The news that plus-size models Ashley Graham and Robyn Lawley were both to be featured in this year's edition of the notorious Sports Illustrated Swimsuit Issue seemed like it had to be universally good. How could people be upset by the fact that a magazine that's been called out for enforcing rigid societal beauty norms was to feature its first ever plus-size models? Pass the tequila and let's all celebrate, right?! Well, some people are trying to diminish what is arguably a huge step by saying that these models aren't really plus-size. Leave it to the trolls...

On The Daily Beast , writer Samantha Allen argues that this isn't as big of a deal as we all think it is. She says of Ashley Graham's ad:

"By varying reports, Graham wears a size 14 or a size 16. For comparison, the average American woman is a size 14. When the average woman’s body is considered to be “plus-size,” it might be time to shed that label. And when a magazine can make history simply by including a woman who accurately represents the current shape of the female body, we’re in trouble."

This isn't new ground that we're treading: Myla Dalbesio's Calvin Klein campaign back in November was skewered for the exact same reason — the model was deemed "too small" by critics. While I agree with the criticism of categorizing Dalbesio's campaign as a plus-size one, there's a difference between that and criticizing someone who is actually plus-size, and identifies as such. The latter kind of argument is harmful to the size acceptance movement and to plus-size women alike.

There are two separate issues here that are getting intertwined and it's important to address them both individually. For starters, I don't disagree that we need to use caution and discretion when handing out the "plus size" label — size 10 is definitely not plus. And passing off size 10 models like Lawley or Dalbesio as plus is basically saying that anyone over a size 8 is uncharacteristically huge — and we know that the "huge" label is still a source of anxiety for most people who grew up in a fat shaming society. Practically speaking, though, the term is used to signal an "addition" to the typical clothing run. In the industry, plus-size is often considered to be sizes 12-24. So by definition, someone who is a size 10 wouldn't be part of this categorization. This point seems fair enough, and telling size 28 women that "plus-size" looks like a size 10 will probably get you several laughs in your face.

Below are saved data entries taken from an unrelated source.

//! The `pending_challenges` table (spec.md §4.4): a duel escrow with
//! `{pending, accepted, declined, expired}` states, resolved either by the
//! target's response or by the scheduler's stale-row expiry sweep.

use chrono::{DateTime, Utc};
use rusqlite::{params, OptionalExtension};
use std::sync::Arc;

use crate::error::LedgerError;
use crate::store::Store;

#[derive(Debug, Clone, PartialEq)]
pub struct Challenge {
    pub id: i64,
    pub channel: String,
    pub initiator: String,
    pub target: String,
    pub wager: i64,
    pub status: String,
    pub created_at: DateTime<Utc>,
    pub expires_at: DateTime<Utc>,
    pub resolved_at: Option<DateTime<Utc>>,
}

fn row_to_challenge(row: &rusqlite::Row<'_>) -> rusqlite::Result<Challenge> {
    Ok(Challenge {
        id: row.get("id")?,
        channel: row.get("channel")?,
        initiator: row.get("initiator")?,
        target: row.get("target")?,
        wager: row.get("wager")?,
        status: row.get("status")?,
        created_at: row.get("created_at")?,
        expires_at: row.get("expires_at")?,
        resolved_at: row.get("resolved_at")?,
    })
}

#[derive(Debug, Clone)]
pub struct ChallengeRepo {
    store: Arc<Store>,
}

impl ChallengeRepo {
    pub fn new(store: Arc<Store>) -> Self {
        Self { store }
    }

    pub async fn create(
        &self,
        channel: &str,
        initiator: &str,
        target: &str,
        wager: i64,
        expires_at: DateTime<Utc>,
    ) -> Result<i64, LedgerError> {
        let channel = channel.to_string();
        let initiator = initiator.to_string();
        let target = target.to_string();
        self.store
            .with_conn(move |conn| {
                let now = Utc::now();
                conn.execute(
                    "INSERT INTO pending_challenges (channel, initiator, target, wager, status, created_at, expires_at)
                     VALUES (?1, ?2, ?3, ?4, 'pending', ?5, ?6)",
                    params![channel, initiator, target, wager, now, expires_at],
                )?;
                Ok(conn.last_insert_rowid())
            })
            .await
    }

    pub async fn get(&self, id: i64) -> Result<Option<Challenge>, LedgerError> {
        self.store
            .with_conn(move |conn| {
                conn.query_row("SELECT * FROM pending_challenges WHERE id = ?1", params![id], row_to_challenge)
                    .optional()
            })
            .await
    }

    /// The latest pending challenge addressed to `target` in `channel`, if
    /// any (`accept`/`decline` act on "your" outstanding challenge without
    /// needing an id).
    pub async fn latest_pending_for_target(&self, channel: &str, target: &str) -> Result<Option<Challenge>, LedgerError> {
        let channel = channel.to_string();
        let target = target.to_string();
        self.store
            .with_conn(move |conn| {
                conn.query_row(
                    "SELECT * FROM pending_challenges WHERE channel = ?1 AND target = ?2 AND status = 'pending'
                     ORDER BY created_at DESC LIMIT 1",
                    params![channel, target],
                    row_to_challenge,
                )
                .optional()
            })
            .await
    }

    pub async fn list_expired(&self, now: DateTime<Utc>) -> Result<Vec<Challenge>, LedgerError> {
        self.store
            .with_conn(move |conn| {
                let mut stmt = conn.prepare(
                    "SELECT * FROM pending_challenges WHERE status = 'pending' AND expires_at < ?1",
                )?;
                let rows = stmt.query_map(params![now], row_to_challenge)?;
                rows.collect()
            })
            .await
    }

    pub async fn accept(&self, id: i64) -> Result<bool, LedgerError> {
        self.transition(id, "accepted").await
    }

    pub async fn decline(&self, id: i64) -> Result<bool, LedgerError> {
        self.transition(id, "declined").await
    }

    pub async fn expire(&self, id: i64) -> Result<bool, LedgerError> {
        self.transition(id, "expired").await
    }

    async fn transition(&self, id: i64, new_status: &str) -> Result<bool, LedgerError> {
        let new_status = new_status.to_string();
        self.store
            .with_conn(move |conn| {
                let now = Utc::now();
                let affected = conn.execute(
                    "UPDATE pending_challenges SET status = ?1, resolved_at = ?2 WHERE id = ?3 AND status = 'pending'",
                    params![new_status, now, id],
                )?;
                Ok(affected == 1)
            })
            .await
    }
}

#[cfg(test)]
mod tests {
    use super::*;

    async fn test_repo() -> ChallengeRepo {
        let store = Store::open(":memory:", 5000, 1).unwrap();
        ChallengeRepo::new(Arc::new(store))
    }

    #[tokio::test]
    async fn accept_then_decline_is_a_no_op() {
        let repo = test_repo().await;
        let id = repo.create("c1", "alice", "bob", 50, Utc::now() + chrono::Duration::seconds(120)).await.unwrap();
        assert!(repo.accept(id).await.unwrap());
        assert!(!repo.decline(id).await.unwrap());
    }

    #[tokio::test]
    async fn expiry_sweep_finds_stale_rows() {
        let repo = test_repo().await;
        repo.create("c1", "alice", "bob", 50, Utc::now() - chrono::Duration::seconds(1)).await.unwrap();
        let expired = repo.list_expired(Utc::now()).await.unwrap();
        assert_eq!(expired.len(), 1);
    }
}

However, arguing that Ashley Graham isn't plus because she reflects the average size in the United States is a considerably flawed argument. First of all, she literally is plus-size. The reason that this works as a way to identify or categorize a body type is that it is a descriptor, plain and simple. Like Bustle's Marie Southard Ospina explains, "The thing is, we don’t yet live in that no-label world. We haven’t gotten to a point when we can do away with all the designators and just embrace women as women or models as models. Until then, 'plus-size' is a pretty good differentiator." It would seem Ms. Allen's problem isn't necessarily with Graham's size, but rather, that her size is still considered to be exceptional.

This doesn't mean that Ashley Graham isn't plus size, but it does mean that we need to expand our language and philosophy about what bodies are normalized in the media. If someone with an "average" body being featured in a magazine advertisement is groundbreaking, I couldn't agree more. When the only bodies that we deem fit to represent a whole group of people are all on the smallest possible end of that range, I think it's also worthy of reflection and paradigm shift. I understand the people who feel invisible and excluded by the current image of plus-size; but straight-size people saying "that doesn't count as plus" are not in the right here.

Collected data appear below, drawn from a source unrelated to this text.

//! Inbound event ingestion boundary (spec.md §6's event stream table).
//! Like [`crate::transport::Transport`], the concrete subscription
//! mechanism (a NATS subscriber, a websocket, whatever the deployment
//! uses) is an external collaborator with a named interface only; nothing
//! upstream of this trait depends on a specific wire protocol.

use async_trait::async_trait;
use economy_core::events::EconomyEvent;
use tokio::sync::mpsc;

/// Delivers the broker's inbound event stream as an `EconomyEvent` channel.
#[async_trait]
pub trait EventSource: Send + Sync {
    async fn subscribe(&self) -> mpsc::UnboundedReceiver<EconomyEvent>;
}

/// An `EventSource` with nothing upstream: the returned receiver never
/// yields. Lets the service start up and run its scheduled/admin surface
/// without a live event feed, e.g. for local development; production
/// deployments supply a real subscriber.
#[derive(Debug, Default, Clone, Copy)]
pub struct NullEventSource;

#[async_trait]
impl EventSource for NullEventSource {
    async fn subscribe(&self) -> mpsc::UnboundedReceiver<EconomyEvent> {
        let (_tx, rx) = mpsc::unbounded_channel();
        rx
    }
}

For the time being, the "plus-size" label remains so important to me, and I think society needs to quit policing the bodies of plus-size women — whether it's to tell them to lose weight or telling them they're "not fat enough" to be considered plus. How isolating is it when the world is telling you that you're supposed to fit into one of two categories, but you really fit into neither? The moment I embraced being a tweener and then started to identify as fat, I began to find empowerment and camaraderie in the plus-size community. Taking that belonging away from people, or even just suggesting that it's up for debate, is making even being plus just another beauty ideal that other people get to decide if you meet. What we need are less ideals and more acceptance. And attacking Ashley Graham's body accomplishes neither.